- The Centers for Medicare and Medicaid Services Innovation Center will test whether or not seniors will voluntarily enroll in a Pioneer ACO if given the option, and if they do enroll, if they are more likely to seek care within the ACO's provider network.
- Up until now, patients were "attributed" to a Medicare ACO because their physician was a part of the network. Patients could opt out of allowing the ACO to share their medical data, but their information was still included in cost and quality metrics and performance results for the organization.
- This strategy will continue to be in place in 2015, but in addition, five Pioneer ACOs will also solicit enrollment. CA-based Monarch HealthCare has mailed invitations to almost 10,000 Medicare beneficiaries and has received 2,100 responses. About 100 declined.

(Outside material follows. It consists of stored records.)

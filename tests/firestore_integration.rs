// SPDX-License-Identifier: MIT
// Copyright 2026 Roland Dreier <roland@rolandd.dev>

//! Firestore store tests. Run against the emulator:
//!
//! ```sh
//! FIRESTORE_EMULATOR_HOST=localhost:8080 cargo test --test firestore_integration
//! ```

mod common;

use geo_offers::db::OfferStore;
use geo_offers::models::{GeoEntry, OfferCurrency, StoredOffer};

fn offer(id: &str, codes: &[&str]) -> StoredOffer {
    StoredOffer {
        offer_id: id.to_string(),
        name: id.to_string(),
        offer_currency: OfferCurrency {
            name: "USD".to_string(),
        },
        approval_time: 30.0,
        site_url: "https://example.com".to_string(),
        logo: String::new(),
        geo: codes
            .iter()
            .map(|c| GeoEntry {
                code: c.to_string(),
                name: format!("{c} name"),
            })
            .collect(),
        geo_codes: codes.iter().map(|c| c.to_string()).collect(),
        rating: 1.5,
        created_at: "2024-01-01T00:00:00.000Z".to_string(),
        updated_at: "2024-01-01T00:00:00.000Z".to_string(),
    }
}

/// Collection name unique to one test run.
fn collection(test: &str) -> String {
    format!("offers_{}_{}", test, std::process::id())
}

#[tokio::test]
async fn test_insert_if_absent() {
    require_emulator!();
    let db = common::test_firestore(&collection("insert")).await;

    assert!(db.insert_if_absent(&offer("Alpha/1-30-USD", &["US"])).await.unwrap());

    let mut changed = offer("Alpha/1-30-USD", &["US", "CA"]);
    changed.rating = 99.0;
    assert!(!db.insert_if_absent(&changed).await.unwrap());

    let stored = db.get_offer("Alpha/1-30-USD").await.unwrap().unwrap();
    assert_eq!(stored.rating, 1.5);
    assert_eq!(stored.geo_codes, vec!["US".to_string()]);
}

#[tokio::test]
async fn test_find_and_count_by_geo() {
    require_emulator!();
    let db = common::test_firestore(&collection("find")).await;

    for i in 0..3 {
        db.insert_if_absent(&offer(&format!("us{i}"), &["US"])).await.unwrap();
    }
    db.insert_if_absent(&offer("de0", &["DE", "US"])).await.unwrap();
    db.insert_if_absent(&offer("fr0", &["FR"])).await.unwrap();

    assert_eq!(db.count_by_geo("US").await.unwrap(), 4);
    assert_eq!(db.count_by_geo("IT").await.unwrap(), 0);

    let first = db.find_by_geo("US", 0, 3).await.unwrap();
    let second = db.find_by_geo("US", 3, 3).await.unwrap();
    assert_eq!(first.len(), 3);
    assert_eq!(second.len(), 1);
    assert!(first.iter().chain(&second).all(|o| o.has_geo("US")));
}

#[tokio::test]
async fn test_geo_stats() {
    require_emulator!();
    let db = common::test_firestore(&collection("stats")).await;

    db.insert_if_absent(&offer("a", &["US", "DE"])).await.unwrap();
    db.insert_if_absent(&offer("b", &["US"])).await.unwrap();

    let stats = db.geo_stats().await.unwrap();
    assert_eq!(stats.len(), 2);
    assert_eq!(stats[0].code, "US");
    assert_eq!(stats[0].count, 2);
    assert_eq!(stats[1].code, "DE");
}
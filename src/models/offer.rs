// SPDX-License-Identifier: MIT
// Copyright 2026 Roland Dreier <roland@kernel.org>

//! Offer models: raw affiliate payloads, normalized offers and stored records.

use serde::{Deserialize, Deserializer, Serialize};

// ─── Raw Source Payloads ─────────────────────────────────────

/// One page of the affiliate offer list endpoint.
///
/// Offers are kept as raw JSON so that each record can be decoded on its own;
/// one malformed record must not take the whole page down with it.
#[derive(Debug, Clone, Deserialize)]
pub struct OfferPage {
    pub offers: Vec<serde_json::Value>,
}

/// Offer record as published by the affiliate network (untrusted).
#[derive(Debug, Clone, Deserialize)]
pub struct RawOffer {
    #[serde(default, deserialize_with = "string_or_number")]
    pub id: String,
    pub name: String,
    #[serde(default, alias = "currency")]
    pub offer_currency: RawCurrency,
    /// Days until a conversion is approved
    #[serde(deserialize_with = "number_or_string")]
    pub approval_time: f64,
    /// Days until an approved conversion is paid out
    #[serde(deserialize_with = "number_or_string")]
    pub payment_time: f64,
    #[serde(default)]
    pub site_url: String,
    #[serde(default)]
    pub logo: String,
    #[serde(default)]
    pub stat: RawStat,
    #[serde(default)]
    pub geo: Vec<RawGeo>,
}

#[derive(Debug, Clone, Default, Deserialize)]
pub struct RawCurrency {
    #[serde(default, deserialize_with = "string_or_number")]
    pub id: String,
    #[serde(default)]
    pub name: String,
}

/// Conversion statistics. The network publishes these as numeric strings.
#[derive(Debug, Clone, Default, Deserialize)]
pub struct RawStat {
    #[serde(default, deserialize_with = "string_or_number")]
    pub cr: String,
    #[serde(default, deserialize_with = "string_or_number")]
    pub ar: String,
    #[serde(default, deserialize_with = "string_or_number")]
    pub ecpc: String,
    /// Effective cost per lead
    #[serde(default, deserialize_with = "string_or_number")]
    pub ecpl: String,
}

#[derive(Debug, Clone, Default, Deserialize)]
pub struct RawGeo {
    #[serde(default, deserialize_with = "string_or_number")]
    pub id: String,
    #[serde(default, deserialize_with = "string_or_number")]
    pub parent_id: String,
    pub code: String,
    #[serde(default)]
    pub name: String,
    #[serde(default)]
    pub children_ids: Vec<serde_json::Value>,
}

// ─── Normalized / Stored Offers ──────────────────────────────

/// Currency reduced to its display name.
#[derive(Debug, Clone, PartialEq, Serialize, Deserialize)]
pub struct OfferCurrency {
    pub name: String,
}

/// Geo entry stripped of ids and hierarchy.
#[derive(Debug, Clone, PartialEq, Serialize, Deserialize)]
pub struct GeoEntry {
    pub code: String,
    pub name: String,
}

/// Scored offer in its canonical shape.
#[derive(Debug, Clone, PartialEq, Serialize, Deserialize)]
pub struct NormalizedOffer {
    pub name: String,
    pub offer_currency: OfferCurrency,
    pub approval_time: f64,
    pub site_url: String,
    pub logo: String,
    pub geo: Vec<GeoEntry>,
    pub rating: f64,
}

/// Persisted offer record (document in the `offers` collection).
///
/// Written once per `offer_id` and never updated afterwards.
#[derive(Debug, Clone, PartialEq, Serialize, Deserialize)]
pub struct StoredOffer {
    #[serde(rename = "offerId")]
    pub offer_id: String,
    pub name: String,
    pub offer_currency: OfferCurrency,
    pub approval_time: f64,
    pub site_url: String,
    pub logo: String,
    pub geo: Vec<GeoEntry>,
    /// Flat list of geo codes, queried with array membership
    #[serde(default)]
    pub geo_codes: Vec<String>,
    pub rating: f64,
    #[serde(rename = "createdAt")]
    pub created_at: String,
    #[serde(rename = "updatedAt")]
    pub updated_at: String,
}

impl StoredOffer {
    /// Build the stored record for a normalized offer.
    pub fn new(offer: NormalizedOffer, offer_id: String, now: &str) -> Self {
        let geo_codes = offer.geo.iter().map(|g| g.code.clone()).collect();
        Self {
            offer_id,
            name: offer.name,
            offer_currency: offer.offer_currency,
            approval_time: offer.approval_time,
            site_url: offer.site_url,
            logo: offer.logo,
            geo: offer.geo,
            geo_codes,
            rating: offer.rating,
            created_at: now.to_string(),
            updated_at: now.to_string(),
        }
    }

    pub fn has_geo(&self, code: &str) -> bool {
        self.geo.iter().any(|g| g.code == code)
    }
}

// ─── Lenient Field Decoding ──────────────────────────────────

/// Accept a string, a number or null and keep the textual form.
fn string_or_number<'de, D>(deserializer: D) -> Result<String, D::Error>
where
    D: Deserializer<'de>,
{
    Ok(match serde_json::Value::deserialize(deserializer)? {
        serde_json::Value::String(s) => s,
        serde_json::Value::Number(n) => n.to_string(),
        _ => String::new(),
    })
}

/// Accept a number or a numeric string.
fn number_or_string<'de, D>(deserializer: D) -> Result<f64, D::Error>
where
    D: Deserializer<'de>,
{
    use serde::de::Error;

    match serde_json::Value::deserialize(deserializer)? {
        serde_json::Value::Number(n) => n
            .as_f64()
            .ok_or_else(|| D::Error::custom("number out of range")),
        serde_json::Value::String(s) => s
            .trim()
            .parse()
            .map_err(|_| D::Error::custom(format!("invalid number: {s:?}"))),
        other => Err(D::Error::custom(format!("expected number, got {other}"))),
    }
}
// SPDX-License-Identifier: MIT
// Copyright 2026 Roland Dreier <roland@rolandd.dev>

use geo_offers::config::Config;
use geo_offers::db::{FirestoreDb, MemoryDb};
use geo_offers::routes::create_router;
use geo_offers::AppState;
use serde_json::{json, Value};
use std::sync::Arc;
use std::time::Duration;
use wiremock::matchers::{method, path, query_param};
use wiremock::{Mock, MockServer, ResponseTemplate};

/// Path of the mocked offer list endpoint.
pub const SOURCE_PATH: &str = "/offers";

/// Check if emulator is available via environment variable.
#[allow(dead_code)]
pub fn emulator_available() -> bool {
    std::env::var("FIRESTORE_EMULATOR_HOST").is_ok()
}

/// Skip test with message if emulator not available.
#[macro_export]
macro_rules! require_emulator {
    () => {
        if !crate::common::emulator_available() {
            eprintln!("⚠️  Skipping: FIRESTORE_EMULATOR_HOST not set");
            return;
        }
    };
}

/// Create a Firestore connection against the emulator, in its own collection.
#[allow(dead_code)]
pub async fn test_firestore(collection: &str) -> FirestoreDb {
    FirestoreDb::new("test-project", collection)
        .await
        .expect("Failed to connect to Firestore emulator")
}

/// Offer list URL served by the mock server.
#[allow(dead_code)]
pub fn source_url(server: &MockServer) -> String {
    format!("{}{}", server.uri(), SOURCE_PATH)
}

/// Create a test app backed by an in-memory store.
/// Returns the router, the shared state and the store.
#[allow(dead_code)]
pub fn create_test_app(source_url: &str) -> (axum::Router, Arc<AppState>, Arc<MemoryDb>) {
    let config = Config {
        offer_source_url: source_url.to_string(),
        ..Config::test_default()
    };
    let db = Arc::new(MemoryDb::new());
    let state = Arc::new(AppState::new(config, db.clone()).expect("Failed to build app state"));

    (create_router(state.clone()), state, db)
}

/// Raw offer as the affiliate network publishes it.
#[allow(dead_code)]
pub fn raw_offer(name: &str, geo_codes: &[&str], approval_time: u32, ecpl: &str) -> Value {
    let geo: Vec<Value> = geo_codes
        .iter()
        .enumerate()
        .map(|(i, code)| {
            json!({
                "id": format!("{}", i + 1),
                "parent_id": "0",
                "code": code,
                "name": format!("{code} name"),
                "children_ids": []
            })
        })
        .collect();

    json!({
        "id": format!("src-{name}"),
        "name": name,
        "offer_currency": { "id": "1", "name": "USD" },
        "approval_time": approval_time,
        "payment_time": 30,
        "site_url": format!("https://{}.example", name.to_lowercase().replace(' ', "-")),
        "logo": "https://cdn.example/logo.png",
        "stat": { "cr": "0.5", "ar": "80", "ecpc": "0.1", "ecpl": ecpl },
        "geo": geo
    })
}

/// Serve `offers` as page `page` of the offer list.
#[allow(dead_code)]
pub async fn mount_page(server: &MockServer, page: u32, offers: Vec<Value>) {
    mount_page_with_delay(server, page, offers, Duration::ZERO).await;
}

/// Serve `offers` as page `page`, answering after `delay`.
#[allow(dead_code)]
pub async fn mount_page_with_delay(
    server: &MockServer,
    page: u32,
    offers: Vec<Value>,
    delay: Duration,
) {
    Mock::given(method("GET"))
        .and(path(SOURCE_PATH))
        .and(query_param("page", page.to_string()))
        .and(query_param("perpage", "500"))
        .respond_with(
            ResponseTemplate::new(200)
                .set_body_json(json!({ "offers": offers }))
                .set_delay(delay),
        )
        .mount(server)
        .await;
}

/// Wait until no sync is running.
#[allow(dead_code)]
pub async fn wait_for_sync(state: &AppState) {
    for _ in 0..200 {
        if !state.sync_service.is_running() {
            return;
        }
        tokio::time::sleep(Duration::from_millis(25)).await;
    }
    panic!("sync did not finish in time");
}

/// Read a JSON response body.
#[allow(dead_code)]
pub async fn body_json(response: axum::response::Response) -> Value {
    let bytes = axum::body::to_bytes(response.into_body(), usize::MAX)
        .await
        .expect("Failed to read body");
    serde_json::from_slice(&bytes).expect("Body is not JSON")
}
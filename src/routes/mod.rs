// SPDX-License-Identifier: MIT
// Copyright 2026 Roland Dreier <roland@rolandd.dev>

//! HTTP route handlers.

pub mod offers;

use crate::AppState;
use axum::http::{header, Method};
use axum::{middleware, routing::get, Json, Router};
use serde::Serialize;
use std::sync::Arc;
use tower_http::cors::CorsLayer;
use tower_http::trace::{DefaultMakeSpan, DefaultOnResponse, TraceLayer};
use tracing::Level;

/// Prefix of all API routes.
pub const API_PREFIX: &str = "/api";

#[derive(Serialize)]
pub struct HealthResponse {
    pub status: String,
    pub build_id: String,
    pub sync_running: bool,
}

/// Health check response
async fn health_check(
    axum::extract::State(state): axum::extract::State<Arc<AppState>>,
) -> Json<HealthResponse> {
    let build_id = option_env!("BUILD_ID").unwrap_or("unknown").to_string();
    Json(HealthResponse {
        status: "ok".to_string(),
        build_id,
        sync_running: state.sync_service.is_running(),
    })
}

/// Build the complete router with all routes.
pub fn create_router(state: Arc<AppState>) -> Router {
    // CORS layer - allow requests from frontend URL and localhost (for dev)
    let frontend_url = state.config.frontend_url.clone();
    let cors = CorsLayer::new()
        .allow_origin(tower_http::cors::AllowOrigin::predicate(
            move |origin: &axum::http::HeaderValue, _request_parts: &axum::http::request::Parts| {
                let origin_str = origin.to_str().unwrap_or("");
                origin_str == frontend_url
                    || origin_str.starts_with("http://localhost")
                    || origin_str.starts_with("http://127.0.0.1")
            },
        ))
        .allow_methods([Method::GET, Method::POST, Method::OPTIONS])
        .allow_headers([header::CONTENT_TYPE, header::ACCEPT]);

    Router::new()
        .route("/health", get(health_check))
        .nest(API_PREFIX, offers::routes())
        .layer(middleware::from_fn(
            crate::middleware::security::add_security_headers,
        ))
        .layer(cors)
        .layer(
            TraceLayer::new_for_http()
                .make_span_with(DefaultMakeSpan::new().level(Level::INFO))
                .on_response(DefaultOnResponse::new().level(Level::INFO)),
        )
        .with_state(state)
}
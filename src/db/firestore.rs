// SPDX-License-Identifier: MIT
// Copyright 2026 Roland Dreier <roland@rolandd.dev>

//! Firestore client wrapper implementing `OfferStore`.
//!
//! Offers live in one collection, keyed by the URL-encoded `offerId`.
//! Insert-only writes use document creation, which Firestore rejects with a
//! conflict when the document already exists.

use crate::db::OfferStore;
use crate::error::AppError;
use crate::models::{GeoStat, GeoStats, StoredOffer};
use async_trait::async_trait;
use futures_util::TryStreamExt;
use serde::Deserialize;

/// Field holding the flat list of geo codes.
const GEO_CODES_FIELD: &str = "geo_codes";

/// Result row of a count aggregation.
#[derive(Debug, Deserialize)]
struct CountAggregate {
    count: usize,
}

/// Firestore database client.
#[derive(Clone)]
pub struct FirestoreDb {
    client: Option<firestore::FirestoreDb>,
    collection: String,
}

impl FirestoreDb {
    /// Create a new Firestore client.
    ///
    /// For local development with emulator, set FIRESTORE_EMULATOR_HOST.
    pub async fn new(project_id: &str, collection: &str) -> Result<Self, AppError> {
        // If the emulator environment variable is set, use unauthenticated connection
        // to avoid local credential warnings and leakage.
        if std::env::var("FIRESTORE_EMULATOR_HOST").is_ok() {
            return Self::create_emulator_client(project_id, collection).await;
        }

        let client = firestore::FirestoreDb::new(project_id)
            .await
            .map_err(|e| AppError::Database(format!("Failed to connect to Firestore: {}", e)))?;

        tracing::info!(project = project_id, collection, "Connected to Firestore");

        Ok(Self {
            client: Some(client),
            collection: collection.to_string(),
        })
    }

    /// Create a Firestore client for the emulator with unauthenticated access.
    async fn create_emulator_client(project_id: &str, collection: &str) -> Result<Self, AppError> {
        tracing::info!("Using unauthenticated connection for Firestore Emulator");

        // Dummy token; the emulator does not verify it.
        let token_source = gcloud_sdk::ExternalJwtFunctionSource::new(|| async {
            Ok(gcloud_sdk::Token {
                token_type: "Bearer".to_string(),
                token: gcloud_sdk::SecretValue::new(
                    "eyJhbGciOiJub25lIn0.eyJ1aWQiOiJ0ZXN0In0."
                        .to_string()
                        .into(),
                ),
                expiry: chrono::Utc::now() + chrono::Duration::hours(1),
            })
        });

        let options = firestore::FirestoreDbOptions::new(project_id.to_string());

        let client = firestore::FirestoreDb::with_options_token_source(
            options,
            gcloud_sdk::GCP_DEFAULT_SCOPES.clone(),
            gcloud_sdk::TokenSourceType::ExternalSource(Box::new(token_source)),
        )
        .await
        .map_err(|e| {
            AppError::Database(format!("Failed to connect to Firestore Emulator: {}", e))
        })?;

        tracing::info!(
            project = project_id,
            collection,
            "Connected to Firestore (Emulator/Unauthenticated)"
        );

        Ok(Self {
            client: Some(client),
            collection: collection.to_string(),
        })
    }

    /// Create a mock Firestore client for testing (offline mode).
    ///
    /// All database operations will return an error if called.
    pub fn new_mock() -> Self {
        Self {
            client: None,
            collection: crate::db::collections::OFFERS.to_string(),
        }
    }

    /// Helper to get the client or return an error if offline.
    fn get_client(&self) -> Result<&firestore::FirestoreDb, AppError> {
        self.client
            .as_ref()
            .ok_or_else(|| AppError::Database("Database not connected (offline mode)".to_string()))
    }

    /// Document ID for an offer. Offer IDs are free text and may contain `/`.
    fn document_id(offer_id: &str) -> String {
        urlencoding::encode(offer_id).into_owned()
    }

    /// Get an offer by its offerId.
    pub async fn get_offer(&self, offer_id: &str) -> Result<Option<StoredOffer>, AppError> {
        self.get_client()?
            .fluent()
            .select()
            .by_id_in(&self.collection)
            .obj()
            .one(&Self::document_id(offer_id))
            .await
            .map_err(|e| AppError::Database(e.to_string()))
    }
}

#[async_trait]
impl OfferStore for FirestoreDb {
    async fn insert_if_absent(&self, offer: &StoredOffer) -> Result<bool, AppError> {
        let result: firestore::FirestoreResult<()> = self
            .get_client()?
            .fluent()
            .insert()
            .into(&self.collection)
            .document_id(Self::document_id(&offer.offer_id))
            .object(offer)
            .execute()
            .await;

        match result {
            Ok(()) => Ok(true),
            Err(firestore::errors::FirestoreError::DataConflictError(_)) => {
                tracing::debug!(offer_id = %offer.offer_id, "Offer already stored");
                Ok(false)
            }
            Err(e) => Err(AppError::Database(e.to_string())),
        }
    }

    async fn find_by_geo(
        &self,
        geo: &str,
        skip: u32,
        limit: u32,
    ) -> Result<Vec<StoredOffer>, AppError> {
        let geo = geo.to_string();

        self.get_client()?
            .fluent()
            .select()
            .from(self.collection.as_str())
            .filter(move |q| q.field(GEO_CODES_FIELD).array_contains(geo.clone()))
            .offset(skip)
            .limit(limit)
            .obj()
            .query()
            .await
            .map_err(|e| AppError::Database(e.to_string()))
    }

    async fn count_by_geo(&self, geo: &str) -> Result<u64, AppError> {
        let geo = geo.to_string();

        let rows: Vec<CountAggregate> = self
            .get_client()?
            .fluent()
            .select()
            .from(self.collection.as_str())
            .filter(move |q| q.field(GEO_CODES_FIELD).array_contains(geo.clone()))
            .aggregate(|a| a.fields([a.field("count").count()]))
            .obj()
            .query()
            .await
            .map_err(|e| AppError::Database(e.to_string()))?;

        Ok(rows.first().map_or(0, |row| row.count as u64))
    }

    async fn geo_stats(&self) -> Result<Vec<GeoStat>, AppError> {
        // Firestore has no group-by; stream the collection and count locally.
        let stream = self
            .get_client()?
            .fluent()
            .select()
            .from(self.collection.as_str())
            .obj::<StoredOffer>()
            .stream_query_with_errors()
            .await
            .map_err(|e| AppError::Database(e.to_string()))?;

        let stats = stream
            .try_fold(GeoStats::default(), |mut stats, offer| async move {
                stats.add_offer(&offer);
                Ok(stats)
            })
            .await
            .map_err(|e| AppError::Database(e.to_string()))?;

        Ok(stats.into_sorted())
    }
}

#[cfg(test)]
mod tests {
    use super::*;

    #[test]
    fn test_document_id_escapes_slashes() {
        assert_eq!(
            FirestoreDb::document_id("Shop/EU-30-USD"),
            "Shop%2FEU-30-USD"
        );
        assert_eq!(FirestoreDb::document_id("Test Offer-30-USD"), "Test%20Offer-30-USD");
    }

    #[tokio::test]
    async fn test_offline_mode_returns_database_error() {
        let db = FirestoreDb::new_mock();
        let err = db.count_by_geo("US").await.unwrap_err();
        assert!(matches!(err, AppError::Database(_)));
    }
}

A third of ACO enrollees turn over each year because they seek too much care outside of the organization's provider network. Still, the organizations are still on the hook for either rewards or penalties for these people—the assessment strategy looks at patients who were attributed at the start of each year. And providers have no way to create incentives to retain these patients: Unlike Medicare Advantage plans, ACOs can't use deductibles or other financial penalties to encourage patients to stay in-network.
Monarch executive director Colin LeClair thinks voluntary enrollment will make patients more conscious of the high quality care they can receive by staying in the ACO's network and therefore less likely wander to other providers. If he's right, this could be a big step in the right direction for the Pioneer program, which has been struggling.
Still, there are some critics of the new enrollment tactics. Some believe that simply choosing to enroll is not a strong enough incentive to keep patients in-network: "It's not clear that would necessarily change the care patterns," said Dr. J. Michael McWilliams, an associate professor of health policy at Harvard University, an expert in managed and accountable care.
Others think that the offer may confuse seniors, who could mistake it for a Medicare Advantage plan, necessitating significant staff resources to provide education.